Pyarrow Write/Append Columns Arrow File
Asked Answered
D

1

2

I have a calculator that iterates a couple of hundred object and produces Nx1 arrays for each of those objects. N here being 1-10m depending on configurations. Right now I am summing over these by using a generator expression, so memory consumption is low. However, I would like to store the Nx1 arrays to file, so I can do other computations.(Compute quantiles, partial sums etc. pandas style) Preferably I would like to use pa.memory_map on a single file (in order to have dataframes not loaded into memory), but I can not see how I can produce such a file without generating the entire result first. (Monte Carlo results on 200-500*10m floats).

If I understand correctly RecordBatchStreamWriter needs a part of the entire table, and I can not produce only a part of it. The parts the calculator produces is the columns, not parts of all columns. Is there any way of writing "columns" one by one? Either by appending, or create an empty arrow file which can be filled? (schema known).
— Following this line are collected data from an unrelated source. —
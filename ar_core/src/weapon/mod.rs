//! Weapon data - entries, affinities and reinforcement

mod entry;
mod reinforce;

pub use entry::{
    AffinityData, AttackElement, ScalingEntry, SpellScalingData, StatusElement, WeaponEntry,
};
pub use reinforce::{ReinforceRates, ReinforceTable};

use std::collections::BTreeMap;

/// Weapon registry keyed by name, iterated in name order
#[derive(Debug, Clone, Default)]
pub struct WeaponTable {
    weapons: BTreeMap<String, WeaponEntry>,
}

impl WeaponTable {
    pub fn new() -> Self {
        WeaponTable {
            weapons: BTreeMap::new(),
        }
    }

    pub fn from_entries(entries: impl IntoIterator<Item = WeaponEntry>) -> Self {
        let mut table = Self::new();
        for entry in entries {
            table.register(entry);
        }
        table
    }

    pub fn register(&mut self, entry: WeaponEntry) {
        self.weapons.insert(entry.name.clone(), entry);
    }

    pub fn get(&self, name: &str) -> Option<&WeaponEntry> {
        self.weapons.get(name)
    }

    pub fn iter(&self) -> impl Iterator<Item = &WeaponEntry> {
        self.weapons.values()
    }

    pub fn len(&self) -> usize {
        self.weapons.len()
    }

    pub fn is_empty(&self) -> bool {
        self.weapons.is_empty()
    }
}
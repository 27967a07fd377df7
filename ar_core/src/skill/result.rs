//! AttackResult - Per-attack skill damage breakdown

use crate::attack_rating::round_up;
use crate::enemy::{compute_enemy_damage, EnemyDamageResult, EnemyDefenseData};
use crate::types::{AttackAttribute, DamageTypeMap};
use serde::{Deserialize, Serialize};

/// Damage of one skill attack before enemy defenses
#[derive(Debug, Clone, PartialEq, Serialize, Deserialize)]
pub struct AttackResult {
    pub name: String,
    pub attack_attribute: AttackAttribute,
    /// Weapon attack rating scaled by motion values
    pub motion: DamageTypeMap<Option<f64>>,
    /// Flat bullet damage after upgrade and attribute scaling
    pub bullet: DamageTypeMap<Option<f64>>,
    /// Attack rating granted by attribute point bonuses
    pub stat_bonus: DamageTypeMap<Option<f64>>,
    /// Sum of the three components per damage type
    pub by_type: DamageTypeMap<f64>,
    pub total: f64,
    pub rounded: u32,
}

impl AttackResult {
    pub fn new(
        name: String,
        attack_attribute: AttackAttribute,
        motion: DamageTypeMap<Option<f64>>,
        bullet: DamageTypeMap<Option<f64>>,
        stat_bonus: DamageTypeMap<Option<f64>>,
    ) -> Self {
        let by_type = DamageTypeMap::from_fn(|dt| {
            motion.get(dt).unwrap_or(0.0)
                + bullet.get(dt).unwrap_or(0.0)
                + stat_bonus.get(dt).unwrap_or(0.0)
        });
        let total: f64 = by_type.iter().map(|(_, v)| *v).sum();
        AttackResult {
            name,
            attack_attribute,
            motion,
            bullet,
            stat_bonus,
            by_type,
            total,
            rounded: round_up(total),
        }
    }

    /// Damage this attack deals to an enemy
    ///
    /// Motion values are already folded into `by_type`, so the enemy
    /// pipeline runs at 100%.
    pub fn against(&self, enemy: &EnemyDefenseData) -> EnemyDamageResult {
        compute_enemy_damage(
            &self.by_type,
            &DamageTypeMap::from_fn(|_| 100.0),
            self.attack_attribute,
            enemy,
        )
    }
}

/// Sum of every attack's total
pub fn total_damage(attacks: &[AttackResult]) -> f64 {
    attacks.iter().map(|a| a.total).sum()
}
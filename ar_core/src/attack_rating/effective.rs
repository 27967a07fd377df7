//! Effective stats - the two-handing strength adjustment

use crate::types::PlayerStats;
use crate::weapon::WeaponEntry;

/// Two-handing multiplies strength by 3/2, rounded down
const TWO_HANDING_NUMERATOR: u32 = 3;
const TWO_HANDING_DENOMINATOR: u32 = 2;

/// Effective strength never exceeds this while two-handing
pub const MAX_TWO_HANDED_STRENGTH: u32 = 148;

/// Whether the two-handing bonus applies
///
/// Bows and ballistae always get it, fists and paired weapons never do,
/// everything else follows the toggle.
pub fn two_handing_applies(weapon: &WeaponEntry, two_handing: bool) -> bool {
    if weapon.weapon_type.is_always_two_handed() {
        return true;
    }
    if weapon.paired || weapon.weapon_type.is_fist() {
        return false;
    }
    two_handing
}

/// Stats used for scaling and requirements
pub fn effective_stats(weapon: &WeaponEntry, stats: &PlayerStats, two_handing: bool) -> PlayerStats {
    let mut effective = *stats;
    if two_handing_applies(weapon, two_handing) {
        effective.strength = (stats.strength.saturating_mul(TWO_HANDING_NUMERATOR)
            / TWO_HANDING_DENOMINATOR)
            .min(MAX_TWO_HANDED_STRENGTH);
    }
    effective
}

#[cfg(test)]
mod tests {
    use super::*;
    use crate::types::WeaponType;
    use std::collections::BTreeMap;

    fn weapon(weapon_type: WeaponType, paired: bool) -> WeaponEntry {
        WeaponEntry {
            name: "Test".to_string(),
            weapon_type,
            attack_attribute: Default::default(),
            paired,
            requirements: Default::default(),
            max_upgrade_level: 25,
            critical: 100.0,
            guard: Default::default(),
            guard_boost: 0.0,
            can_mount_ash_of_war: true,
            default_skill: None,
            affinities: BTreeMap::new(),
        }
    }

    fn stats(strength: u32) -> PlayerStats {
        PlayerStats {
            strength,
            ..PlayerStats::uniform(10)
        }
    }

    #[test]
    fn test_two_handed_strength() {
        let sword = weapon(WeaponType::StraightSword, false);
        assert_eq!(effective_stats(&sword, &stats(40), true).strength, 60);
        assert_eq!(effective_stats(&sword, &stats(41), true).strength, 61);
        assert_eq!(effective_stats(&sword, &stats(40), false).strength, 40);
    }

    #[test]
    fn test_strength_cap() {
        let sword = weapon(WeaponType::Greatsword, false);
        assert_eq!(effective_stats(&sword, &stats(99), true).strength, 148);
        assert_eq!(effective_stats(&sword, &stats(120), true).strength, 148);
    }

    #[test]
    fn test_huge_strength_caps_without_overflow() {
        let bow = weapon(WeaponType::Bow, false);
        assert_eq!(effective_stats(&bow, &stats(2_000_000_000), false).strength, 148);
        assert_eq!(effective_stats(&bow, &stats(u32::MAX), false).strength, 148);
    }

    #[test]
    fn test_fist_and_paired_never_two_hand() {
        let fist = weapon(WeaponType::Fist, false);
        assert_eq!(effective_stats(&fist, &stats(40), true).strength, 40);

        let paired = weapon(WeaponType::Katana, true);
        assert_eq!(effective_stats(&paired, &stats(40), true).strength, 40);
    }

    #[test]
    fn test_bows_always_two_hand() {
        let bow = weapon(WeaponType::Bow, false);
        assert_eq!(effective_stats(&bow, &stats(20), false).strength, 30);

        let crossbow = weapon(WeaponType::Crossbow, false);
        assert_eq!(effective_stats(&crossbow, &stats(20), false).strength, 20);
    }

    #[test]
    fn test_other_stats_untouched() {
        let sword = weapon(WeaponType::StraightSword, false);
        let effective = effective_stats(&sword, &stats(40), true);
        assert_eq!(effective.dexterity, 10);
        assert_eq!(effective.arcane, 10);
    }
}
As I see it, my alternative is to write several files and use "dataset" /tabular data to "join" them together. My "other computations" would then have to filter or pull parts into memory as I can`t see in the docs that "dataset()" work with memory_map.The result set is to big to fit in memory. (At least on the server it is running on)

I`m on day 2 of digging the docs and trying to understand how it all works, so apologies if the "lingo" is not all correct.

On further inspection, it looks like all files used in datasets() must have same schema, so I can not split "columns" in separate files either, can I..

EDIT After wrestling with this library, I now produce single column files which I later combine in a single file. However, in following the suggested solution visible memory consumption (task manager) skyrockets in the step of combining the files. I would expect peaks for every "rowgroup" or combined recordbatch, but instead steadily increase to use all memory. A snip of this step:

    readers = [pa.ipc.open_stream(file) for file in self.tempfiles]
    combined_schema = pa.unify_schemas([r.schema for r in readers])
        with pa.ipc.new_stream(
            os.path.join(self.filepath, self.outfile_name + ".arrow"),
            schema=combined_schema,
        ) as writer:

            for group in zip(*readers):

                combined_batch = pa.RecordBatch.from_arrays(
                    [g.column(0) for g in group], names=combined_schema.names
                )

                writer.write_batch(combined_batch)

From this link I would expect that running memory consumption to be that of combined_batch and some.

Doretha answered 24/2, 2022 at 18:50 Comment(0)
E
0

You could do the write in two passes.

  • First, write each column to its own file. Make sure to set a row group size small enough that a table consisting of one row group from each file comfortably fits into memory.
  • Second, create a streaming reader for each file you created and one writer. Read a single row group from each one. Create a table by combining all of the partial columns and write the table to your writer. Repeat until you've exhausted all your readers.

I'm not sure that memory mapping is going to help you much here.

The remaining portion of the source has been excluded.